We know that a photo is never a pure document of the “real,” yet as much as they can be these are painfully honest snapshots taken on the fly (quite literally since the photographers were often subject to violence as well) of a time we must continue to think about. The nearly 200 photographs and other history-making archival documents include things like telegrams from President Kennedy to racial freedom fighters, and a diminutive Rosa Parks' finger prints upon her arrest in 1956. The images here are nearly to the one what Henri Cartier Bresson called “definitive moments;” they are chilling in the extreme because we see the tangible record of a drinking fountain marked with a racial epithet and the word “only” beside it. We see images of high-powered water hoses tuned on non-violent black youths. We see images of the weary walkers who marched to Washington, who sat-in peaceably while being clubbed in drug stores. In stark contrast to the present day, when it seems the most “radical” thing some young influential man of color can do is interrupt the Music Video Awards and give a shout out for Byoncé instead of the white winner, these are lessons in critical and committed action both in terms of the personal cost and societal value of real change.

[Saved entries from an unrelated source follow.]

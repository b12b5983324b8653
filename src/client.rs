//! HTTP client with envelope decoding, error classification and retries.
//!
//! The [`Client`] type is the main entry point. Use [`ClientBuilder`] or
//! [`Client::new`] with a [`ClientConfig`] to create one. The resource
//! operations live on the [`DonatelyApi`](crate::DonatelyApi) trait.

use crate::{
    classify::classify,
    config::{ClientConfig, API_VERSION},
    envelope::{encode_body, Envelope},
    metadata::RequestMetadata,
    retry::{Backoff, RetryOnRetryable, RetryPredicate},
    transport::{HttpRequest, ReqwestTransport, Transport},
    Error, Response, Result,
};
use http::{
    header::{ACCEPT, AUTHORIZATION, CONTENT_TYPE},
    HeaderMap, HeaderName, HeaderValue, Method, Version,
};
use serde::Serialize;
use std::fmt;
use std::sync::Arc;
use std::time::{Duration, Instant};
use url::{Position, Url};

const DONATELY_VERSION: HeaderName = HeaderName::from_static("donately-version");

/// A Donately API client.
///
/// The client is cheap to clone and safe to share between tasks: it holds
/// only immutable configuration and a shared transport handle, and keeps no
/// per-call state.
///
/// # Examples
///
/// ```no_run
/// use donately::{Client, DonatelyApi};
///
/// # async fn example() -> Result<(), donately::Error> {
/// let client = Client::builder()
///     .api_key("sk_live_123")
///     .retry(true)
///     .build()?;
///
/// let account = client.find_account("acc_123").await?;
/// let people = client.list_people(&account, 0, 50).await?;
/// println!("{} has {} people", account.title, people.len());
/// # Ok(())
/// # }
/// ```
#[derive(Clone)]
pub struct Client {
    inner: Arc<ClientInner>,
}

struct ClientInner {
    config: ClientConfig,
    base_url: Url,
    default_headers: HeaderMap,
    transport: Arc<dyn Transport>,
    retry_predicate: Box<dyn RetryPredicate>,
}

impl Client {
    /// Creates a new `ClientBuilder` for configuring a client.
    pub fn builder() -> ClientBuilder {
        ClientBuilder::new()
    }

    /// Creates a client from a configuration record using the default transport.
    ///
    /// # Errors
    ///
    /// Returns an error if the configuration is invalid (see
    /// [`ClientConfig::validate`]).
    pub fn new(config: ClientConfig) -> Result<Self> {
        ClientBuilder::new().config(config).build()
    }

    /// The configuration this client was built with.
    pub fn config(&self) -> &ClientConfig {
        &self.inner.config
    }

    /// Makes an API request and returns the decoded envelope.
    ///
    /// The body is encoded once according to `metadata.content_type`. If the
    /// client has retry enabled and the request is marked
    /// [`retryable`](RequestMetadata::retryable), failures the retry predicate
    /// accepts are retried with exponential backoff; every other failure is
    /// returned as soon as it occurs.
    ///
    /// Dropping the returned future cancels the in-flight request and any
    /// pending backoff delay.
    ///
    /// # Examples
    ///
    /// ```no_run
    /// use donately::{Client, RequestMetadata};
    /// use http::Method;
    ///
    /// # async fn example() -> Result<(), donately::Error> {
    /// let client = Client::builder().api_key("sk_live_123").build()?;
    ///
    /// let metadata = RequestMetadata::new(Method::GET, ["campaigns"])
    ///     .with_query_param("account_id", "acc_123");
    /// let response = client.call::<()>(metadata, None).await?;
    /// println!("Got {} after {} attempt(s)", response.status, response.attempts);
    /// # Ok(())
    /// # }
    /// ```
    pub async fn call<B>(
        &self,
        metadata: RequestMetadata,
        body: Option<&B>,
    ) -> Result<Response<Envelope>>
    where
        B: Serialize + ?Sized,
    {
        let url = self.request_url(&metadata)?;
        let payload = body
            .map(|body| encode_body(body, metadata.content_type))
            .transpose()?;

        let start_time = Instant::now();
        let mut attempt = 0;

        loop {
            attempt += 1;

            let error = match self
                .execute_request(&metadata, url.clone(), payload.clone(), attempt)
                .await {
                Ok(mut response) => {
                    response.latency = start_time.elapsed();
                    return Ok(response);
                }
                Err(e) => e,
            };

            tracing::warn!(
                error = %error,
                attempt = attempt,
                method = %metadata.method,
                path = %metadata.path(),
                "Request failed"
            );

            if !self.should_retry(&metadata, &error, attempt) {
                return Err(error);
            }

            let backoff = &self.inner.config.backoff;
            let Some(delay) = backoff.delay_for_attempt(attempt) else {
                return Err(Error::MaxRetriesExceeded {
                    attempts: attempt,
                    last_error: Box::new(error),
                });
            };

            let elapsed = start_time.elapsed();
            if past_deadline(backoff, elapsed, delay) {
                return Err(Error::RetryDeadlineExceeded {
                    attempts: attempt,
                    elapsed,
                    last_error: Box::new(error),
                });
            }

            tracing::info!(
                delay_ms = delay.as_millis(),
                attempt = attempt,
                "Retrying request after delay"
            );

            tokio::time::sleep(delay).await;
        }
    }

    fn should_retry(&self, metadata: &RequestMetadata, error: &Error, attempt: usize) -> bool {
        self.inner.config.retry_enabled
            && metadata.retryable
            && self.inner.retry_predicate.should_retry(error, attempt)
    }

    /// Executes a single request attempt and classifies the outcome.
    async fn execute_request(
        &self,
        metadata: &RequestMetadata,
        url: Url,
        body: Option<Vec<u8>>,
        attempt: usize,
    ) -> Result<Response<Envelope>> {
        let mut headers = self.inner.default_headers.clone();
        headers.insert(CONTENT_TYPE, metadata.content_type.header_value());

        if self.inner.config.debug {
            tracing::info!(
                request_line = %request_line(&metadata.method, &url),
                "Issuing request"
            );
        }

        tracing::debug!(
            method = %metadata.method,
            url = %url,
            attempt = attempt,
            "Executing HTTP request"
        );

        let started = Instant::now();
        let response = self
            .inner
            .transport
            .send(HttpRequest {
                method: metadata.method.clone(),
                url,
                headers,
                body,
            })
            .await?;

        let latency = started.elapsed();
        let raw_body = response.text();

        tracing::info!(
            status = response.status.as_u16(),
            latency_ms = latency.as_millis(),
            attempt = attempt,
            "Received HTTP response"
        );

        let envelope = classify(response.status, &raw_body)?;

        Ok(Response::new(
            envelope,
            raw_body,
            response.status,
            response.headers,
            latency,
            attempt,
        ))
    }

    /// Appends the escaped path segments and the query string to the base URL.
    ///
    /// `.` and `..` cannot be carried as literal segments (URL parsing folds
    /// them, percent-encoded or not), so they are rejected instead of being
    /// routed to the parent path.
    fn request_url(&self, metadata: &RequestMetadata) -> Result<Url> {
        if let Some(segment) = metadata
            .segments
            .iter()
            .find(|segment| matches!(segment.as_str(), "." | ".."))
        {
            return Err(Error::Validation(format!(
                "`{segment}` cannot be used as a path segment"
            )));
        }

        let mut url = self.inner.base_url.clone();

        url.path_segments_mut()
            .map_err(|_| Error::Configuration("base URL cannot carry a path".to_string()))?
            .pop_if_empty()
            .extend(&metadata.segments);

        if metadata.query.is_empty() {
            url.set_query(None);
        } else {
            url.set_query(Some(&metadata.query.encode()));
        }

        Ok(url)
    }
}

/// Formats `METHOD /path?query HTTP/1.1`.
fn request_line(method: &Method, url: &Url) -> String {
    format!(
        "{} {} {:?}",
        method,
        &url[Position::BeforePath..Position::AfterQuery],
        Version::HTTP_11
    )
}

fn past_deadline(backoff: &Backoff, elapsed: Duration, delay: Duration) -> bool {
    backoff
        .max_elapsed
        .is_some_and(|max_elapsed| elapsed.saturating_add(delay) > max_elapsed)
}

impl fmt::Debug for Client {
    fn fmt(&self, f: &mut fmt::Formatter<'_>) -> fmt::Result {
        f.debug_struct("Client")
            .field("config", &self.inner.config)
            .finish_non_exhaustive()
    }
}

/// Builder for configuring and creating a [`Client`].
///
/// # Examples
///
/// ```no_run
/// use donately::{Backoff, Client};
/// use std::time::Duration;
///
/// # fn example() -> Result<(), donately::Error> {
/// let client = Client::builder()
///     .api_key("sk_live_123")
///     .base_url("https://api.donately.com/v2")
///     .timeout(Duration::from_secs(30))
///     .retry(true)
///     .backoff(Backoff {
///         initial_delay: Duration::from_millis(200),
///         max_retries: Some(5),
///         ..Backoff::default()
///     })
///     .build()?;
/// # Ok(())
/// # }
/// ```
pub struct ClientBuilder {
    config: ClientConfig,
    transport: Option<Arc<dyn Transport>>,
    retry_predicate: Option<Box<dyn RetryPredicate>>,
}

impl ClientBuilder {
    /// Creates a new `ClientBuilder` with default settings.
    pub fn new() -> Self {
        Self {
            config: ClientConfig::default(),
            transport: None,
            retry_predicate: None,
        }
    }

    /// Replaces the whole configuration record.
    pub fn config(mut self, config: ClientConfig) -> Self {
        self.config = config;
        self
    }

    /// Sets the API key used for bearer authentication.
    pub fn api_key(mut self, key: impl Into<String>) -> Self {
        self.config.api_key = key.into();
        self
    }

    /// Sets the base URL that request paths are appended to.
    pub fn base_url(mut self, url: impl Into<String>) -> Self {
        self.config.base_url = url.into();
        self
    }

    /// Enables or disables retries for requests that opt in.
    pub fn retry(mut self, enabled: bool) -> Self {
        self.config.retry_enabled = enabled;
        self
    }

    /// Logs every composed request line before it is sent.
    pub fn debug(mut self, enabled: bool) -> Self {
        self.config.debug = enabled;
        self
    }

    /// Sets the per-attempt request timeout of the default transport.
    pub fn timeout(mut self, timeout: Duration) -> Self {
        self.config.timeout = Some(timeout);
        self
    }

    /// Sets the backoff schedule used between retries.
    pub fn backoff(mut self, backoff: Backoff) -> Self {
        self.config.backoff = backoff;
        self
    }

    /// Sends requests through a custom transport instead of `reqwest`.
    ///
    /// The configured timeout is not applied to custom transports.
    pub fn transport(mut self, transport: impl Transport + 'static) -> Self {
        self.transport = Some(Arc::new(transport));
        self
    }

    /// Sets a custom retry predicate.
    ///
    /// By default, requests are retried based on `Error::is_retryable()`.
    pub fn retry_predicate(mut self, predicate: Box<dyn RetryPredicate>) -> Self {
        self.retry_predicate = Some(predicate);
        self
    }

    /// Builds the configured `Client`.
    ///
    /// # Errors
    ///
    /// Returns an error if the configuration is invalid or the HTTP client
    /// cannot be created.
    pub fn build(self) -> Result<Client> {
        let base_url = self.config.validate()?;
        let default_headers = default_headers(&self.config.api_key)?;

        let transport = match self.transport {
            Some(transport) => transport,
            None => Arc::new(ReqwestTransport::new(self.config.timeout)?),
        };

        let retry_predicate = self
            .retry_predicate
            .unwrap_or_else(|| Box::new(RetryOnRetryable));

        Ok(Client {
            inner: Arc::new(ClientInner {
                config: self.config,
                base_url,
                default_headers,
                transport,
                retry_predicate,
            }),
        })
    }
}

impl Default for ClientBuilder {
    fn default() -> Self {
        Self::new()
    }
}

fn default_headers(api_key: &str) -> Result<HeaderMap> {
    let mut authorization = HeaderValue::try_from(format!("Bearer {}", api_key))
        .map_err(|e| Error::Configuration(format!("Invalid API key: {}", e)))?;
    authorization.set_sensitive(true);

    let mut headers = HeaderMap::new();
    headers.insert(DONATELY_VERSION, HeaderValue::from_static(API_VERSION));
    headers.insert(AUTHORIZATION, authorization);
    headers.insert(ACCEPT, HeaderValue::from_static("application/json"));
    Ok(headers)
}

One remarkable photo shows that moment Warhol immortalized in his ever so pretty lithos called "Race Riots," where you are first seduced by his color and then shocked as you make out large dogs set upon spindly black men, tearing their trousers off them. Here the actual photos of those events remove the slick veneer of Warhol’s brilliant view, yanking that moment out of the context of gallery commerce and into our not so distant history. We are shamed for a moment, but subsequently encouraged by the light years of advances we have made. We are finally rendered vigilant against the stealth racial tension that still exists but is elided behind buzz phrases such as “post-racial America” or “transnational world.”

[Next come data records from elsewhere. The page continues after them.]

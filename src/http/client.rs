//! Retrying, signing HTTP client

use super::rate_limit::{RateLimiter, RateLimiterConfig};
use crate::auth::Authenticator;
use crate::error::{Error, Result};
use crate::types::{BackoffType, Method};
use bytes::Bytes;
use reqwest::header::{ACCEPT, CONTENT_TYPE, RETRY_AFTER};
use reqwest::{Client, RequestBuilder, Response, StatusCode};
use std::collections::BTreeMap;
use std::time::Duration;
use tracing::{debug, warn};
use url::Url;

/// Accept header used when a request does not set one
pub const DEFAULT_ACCEPT: &str = "application/xml";

/// Configuration for the HTTP client
#[derive(Debug, Clone)]
pub struct HttpClientConfig {
    /// Base URL for all requests
    pub base_url: Option<String>,
    /// Request timeout
    pub timeout: Duration,
    /// Maximum number of retries
    pub max_retries: u32,
    /// Initial delay for backoff
    pub initial_backoff: Duration,
    /// Maximum delay for backoff
    pub max_backoff: Duration,
    /// Type of backoff strategy
    pub backoff_type: BackoffType,
    /// Rate limiter configuration
    pub rate_limit: Option<RateLimiterConfig>,
    /// Default headers for all requests
    pub default_headers: BTreeMap<String, String>,
    /// User agent string
    pub user_agent: String,
}

impl Default for HttpClientConfig {
    fn default() -> Self {
        Self {
            base_url: None,
            timeout: Duration::from_secs(30),
            max_retries: 3,
            initial_backoff: Duration::from_millis(100),
            max_backoff: Duration::from_secs(60),
            backoff_type: BackoffType::Exponential,
            rate_limit: Some(RateLimiterConfig::default()),
            default_headers: BTreeMap::new(),
            user_agent: format!("plaza-client/{}", env!("CARGO_PKG_VERSION")),
        }
    }
}

impl HttpClientConfig {
    /// Create a new config builder
    pub fn builder() -> HttpClientConfigBuilder {
        HttpClientConfigBuilder::default()
    }
}

/// Builder for HTTP client config
#[derive(Default)]
pub struct HttpClientConfigBuilder {
    config: HttpClientConfig,
}

impl HttpClientConfigBuilder {
    pub fn base_url(mut self, url: impl Into<String>) -> Self {
        self.config.base_url = Some(url.into());
        self
    }

    pub fn timeout(mut self, timeout: Duration) -> Self {
        self.config.timeout = timeout;
        self
    }

    pub fn max_retries(mut self, retries: u32) -> Self {
        self.config.max_retries = retries;
        self
    }

    /// Set backoff configuration
    pub fn backoff(mut self, backoff_type: BackoffType, initial: Duration, max: Duration) -> Self {
        self.config.backoff_type = backoff_type;
        self.config.initial_backoff = initial;
        self.config.max_backoff = max;
        self
    }

    pub fn rate_limit(mut self, config: RateLimiterConfig) -> Self {
        self.config.rate_limit = Some(config);
        self
    }

    /// Disable rate limiting
    pub fn no_rate_limit(mut self) -> Self {
        self.config.rate_limit = None;
        self
    }

    /// Add a default header
    pub fn header(mut self, key: impl Into<String>, value: impl Into<String>) -> Self {
        self.config.default_headers.insert(key.into(), value.into());
        self
    }

    pub fn user_agent(mut self, agent: impl Into<String>) -> Self {
        self.config.user_agent = agent.into();
        self
    }

    pub fn build(self) -> HttpClientConfig {
        self.config
    }
}

/// Configuration for a single request
#[derive(Debug, Clone, Default)]
pub struct RequestConfig {
    /// Query parameters
    pub query: BTreeMap<String, String>,
    /// Request headers
    pub headers: BTreeMap<String, String>,
    /// XML request body
    pub body: Option<String>,
    /// Accept header, [`DEFAULT_ACCEPT`] when unset
    pub accept: Option<String>,
    /// Override timeout for this request
    pub timeout: Option<Duration>,
    /// Override max retries for this request
    pub max_retries: Option<u32>,
}

impl RequestConfig {
    pub fn new() -> Self {
        Self::default()
    }

    /// Add a query parameter
    #[must_use]
    pub fn query(mut self, key: impl Into<String>, value: impl ToString) -> Self {
        self.query.insert(key.into(), value.to_string());
        self
    }

    /// Add a query parameter when the value is present
    #[must_use]
    pub fn query_opt(self, key: impl Into<String>, value: Option<impl ToString>) -> Self {
        match value {
            Some(value) => self.query(key, value),
            None => self,
        }
    }

    #[must_use]
    pub fn header(mut self, key: impl Into<String>, value: impl Into<String>) -> Self {
        self.headers.insert(key.into(), value.into());
        self
    }

    /// Set the XML body
    #[must_use]
    pub fn xml(mut self, body: impl Into<String>) -> Self {
        self.body = Some(body.into());
        self
    }

    #[must_use]
    pub fn accept(mut self, accept: impl Into<String>) -> Self {
        self.accept = Some(accept.into());
        self
    }

    #[must_use]
    pub fn timeout(mut self, timeout: Duration) -> Self {
        self.timeout = Some(timeout);
        self
    }

    #[must_use]
    pub fn retries(mut self, retries: u32) -> Self {
        self.max_retries = Some(retries);
        self
    }
}

/// A successful response with its body read
#[derive(Debug, Clone)]
pub struct HttpResponse {
    status: u16,
    content_type: Option<String>,
    body: Bytes,
}

impl HttpResponse {
    pub fn new(status: u16, content_type: Option<String>, body: Bytes) -> Self {
        Self {
            status,
            content_type,
            body,
        }
    }

    async fn read(response: Response) -> Result<Self> {
        let status = response.status().as_u16();
        let content_type = response
            .headers()
            .get(CONTENT_TYPE)
            .and_then(|v| v.to_str().ok())
            .map(str::to_string);
        let body = response.bytes().await?;
        Ok(Self::new(status, content_type, body))
    }

    pub fn status(&self) -> u16 {
        self.status
    }

    pub fn content_type(&self) -> Option<&str> {
        self.content_type.as_deref()
    }

    /// Whether the response declares a JSON body
    pub fn is_json(&self) -> bool {
        self.content_type().is_some_and(|ct| ct.contains("json"))
    }

    pub fn bytes(&self) -> &Bytes {
        &self.body
    }

    pub fn into_bytes(self) -> Bytes {
        self.body
    }

    /// Body as UTF-8 text
    pub fn text(&self) -> Result<String> {
        String::from_utf8(self.body.to_vec())
            .map_err(|e| Error::Other(format!("Response body is not UTF-8: {e}")))
    }
}

/// HTTP client with retry and rate limiting
pub struct HttpClient {
    client: Client,
    config: HttpClientConfig,
    authenticator: Option<Authenticator>,
    rate_limiter: Option<RateLimiter>,
}

impl HttpClient {
    /// Create a new HTTP client with default configuration
    pub fn new() -> Result<Self> {
        Self::with_config(HttpClientConfig::default())
    }

    /// Create a new HTTP client with custom configuration
    pub fn with_config(config: HttpClientConfig) -> Result<Self> {
        let client = Client::builder()
            .timeout(config.timeout)
            .user_agent(&config.user_agent)
            .build()?;

        let rate_limiter = config.rate_limit.as_ref().map(RateLimiter::new);

        Ok(Self {
            client,
            config,
            authenticator: None,
            rate_limiter,
        })
    }

    /// Create a client that signs every request
    pub fn with_auth(config: HttpClientConfig, authenticator: Authenticator) -> Result<Self> {
        let mut client = Self::with_config(config)?;
        client.authenticator = Some(authenticator);
        Ok(client)
    }

    pub fn set_authenticator(&mut self, authenticator: Authenticator) {
        self.authenticator = Some(authenticator);
    }

    /// Make a GET request
    pub async fn get(&self, path: &str) -> Result<HttpResponse> {
        self.request(Method::GET, path, RequestConfig::default())
            .await
    }

    /// Make a GET request with config
    pub async fn get_with_config(&self, path: &str, config: RequestConfig) -> Result<HttpResponse> {
        self.request(Method::GET, path, config).await
    }

    /// Send an XML body
    pub async fn send_xml(&self, method: Method, path: &str, xml: String) -> Result<HttpResponse> {
        self.request(method, path, RequestConfig::default().xml(xml))
            .await
    }

    /// Send a request, retrying transient failures
    ///
    /// Each attempt waits for the rate limiter and is signed again, since the
    /// date header is part of the signature. The signed path never includes
    /// the query string.
    pub async fn request(
        &self,
        method: Method,
        path: &str,
        config: RequestConfig,
    ) -> Result<HttpResponse> {
        let url = self.build_url(path);
        let signed_path = Url::parse(&url)?.path().to_string();
        let max_retries = config.max_retries.unwrap_or(self.config.max_retries);
        let timeout = config.timeout.unwrap_or(self.config.timeout);

        let mut attempt = 0;
        loop {
            if let Some(ref limiter) = self.rate_limiter {
                limiter.wait().await;
            }

            let req = self.prepare(method, &url, &signed_path, &config, timeout)?;
            let failure = match req.send().await {
                Ok(response) if !is_error_status(response.status()) => {
                    debug!(%method, %url, status = response.status().as_u16(), "request succeeded");
                    return HttpResponse::read(response).await;
                }
                Ok(response) => Failure::from_response(response).await,
                Err(e) => Failure::from_transport(e, timeout),
            };

            if !failure.retryable || attempt >= max_retries {
                return Err(failure.error);
            }

            let delay = failure
                .retry_after
                .unwrap_or_else(|| self.calculate_backoff(attempt));
            warn!(
                attempt = attempt + 1,
                attempts = max_retries + 1,
                ?delay,
                error = %failure.error,
                "retrying {method} {url}"
            );
            tokio::time::sleep(delay).await;
            attempt += 1;
        }
    }

    /// Build one attempt: headers, query, body and a fresh signature
    fn prepare(
        &self,
        method: Method,
        url: &str,
        signed_path: &str,
        config: &RequestConfig,
        timeout: Duration,
    ) -> Result<RequestBuilder> {
        let mut req = self
            .client
            .request(method.into(), url)
            .timeout(timeout)
            .header(ACCEPT, config.accept.as_deref().unwrap_or(DEFAULT_ACCEPT));

        for (key, value) in self.config.default_headers.iter().chain(&config.headers) {
            req = req.header(key.as_str(), value.as_str());
        }
        if !config.query.is_empty() {
            req = req.query(&config.query);
        }
        if let Some(ref body) = config.body {
            req = req.body(body.clone());
        }

        match self.authenticator {
            Some(ref auth) => auth.apply(req, method, signed_path),
            None => Ok(req),
        }
    }

    /// Check if rate limiting is enabled
    pub fn has_rate_limiter(&self) -> bool {
        self.rate_limiter.is_some()
    }

    /// Build full URL from path
    fn build_url(&self, path: &str) -> String {
        if path.starts_with("http://") || path.starts_with("https://") {
            return path.to_string();
        }

        match &self.config.base_url {
            Some(base) => {
                let base = base.trim_end_matches('/');
                let path = path.trim_start_matches('/');
                format!("{base}/{path}")
            }
            None => path.to_string(),
        }
    }

    /// Calculate backoff delay for a given attempt
    pub fn calculate_backoff(&self, attempt: u32) -> Duration {
        let delay = match self.config.backoff_type {
            BackoffType::Constant => self.config.initial_backoff,
            BackoffType::Linear => self.config.initial_backoff * (attempt + 1),
            BackoffType::Exponential => {
                let factor = 2u32.saturating_pow(attempt);
                self.config.initial_backoff * factor
            }
        };

        std::cmp::min(delay, self.config.max_backoff)
    }
}

impl std::fmt::Debug for HttpClient {
    fn fmt(&self, f: &mut std::fmt::Formatter<'_>) -> std::fmt::Result {
        f.debug_struct("HttpClient")
            .field("config", &self.config)
            .field("has_authenticator", &self.authenticator.is_some())
            .field("has_rate_limiter", &self.rate_limiter.is_some())
            .finish_non_exhaustive()
    }
}

fn is_error_status(status: StatusCode) -> bool {
    status.is_client_error() || status.is_server_error()
}

/// A failed attempt and whether another one may follow
struct Failure {
    error: Error,
    retryable: bool,
    retry_after: Option<Duration>,
}

impl Failure {
    async fn from_response(response: Response) -> Self {
        let status = response.status().as_u16();

        if status == 429 {
            let seconds = retry_after_seconds(&response);
            return Self {
                error: Error::RateLimited {
                    retry_after_seconds: seconds,
                },
                retryable: true,
                retry_after: Some(Duration::from_secs(seconds)),
            };
        }

        let body = response.text().await.unwrap_or_default();
        let error = Error::http_status(status, body);
        Self {
            retryable: error.is_retryable(),
            error,
            retry_after: None,
        }
    }

    fn from_transport(e: reqwest::Error, timeout: Duration) -> Self {
        let error = if e.is_timeout() {
            Error::Timeout {
                timeout_ms: timeout.as_millis() as u64,
            }
        } else {
            Error::Http(e)
        };
        Self {
            retryable: error.is_retryable(),
            error,
            retry_after: None,
        }
    }
}

/// Seconds from the `Retry-After` header, 60 when absent
fn retry_after_seconds(response: &Response) -> u64 {
    response
        .headers()
        .get(RETRY_AFTER)
        .and_then(|v| v.to_str().ok())
        .and_then(|s| s.trim().parse().ok())
        .unwrap_or(60)
}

Two subtexts are light handedly addressed here that are eye-openers or serve as reminders: for reasons this writer cannot understand, there has been, broadly speaking, tension in the last two decades between the African American community and the Jewish community. That this is fluid, nuanced and even re-defining itself is a given, but this tension is a fact, and this poignant exhibition and the venue in which it is presented recall that the liberal Jewish agenda has always aligned itself with civil rights and the black cause for justice. It is hard not to notice that the non-blacks who joined the freedom fighters were disproportionately Jewish students and intellectuals. To my own surprise, while events were exploding in Alabama and Washington, we see here images of students right here in Los Angeles also sitting in at Kress drugs stores and getting battered and arrested at Cal State Northridge for acts of solidarity and consciousness raising.
What repeatedly went through mind as I looked at the contents of this show was a paraphrase of Martin Luther King’s observation: the arch of history is long, its curvatures do all sorts of things, from moving us forward to depositing us in airless hidden holes that resist change. But in the end we have to believe that this arc is driven by justice.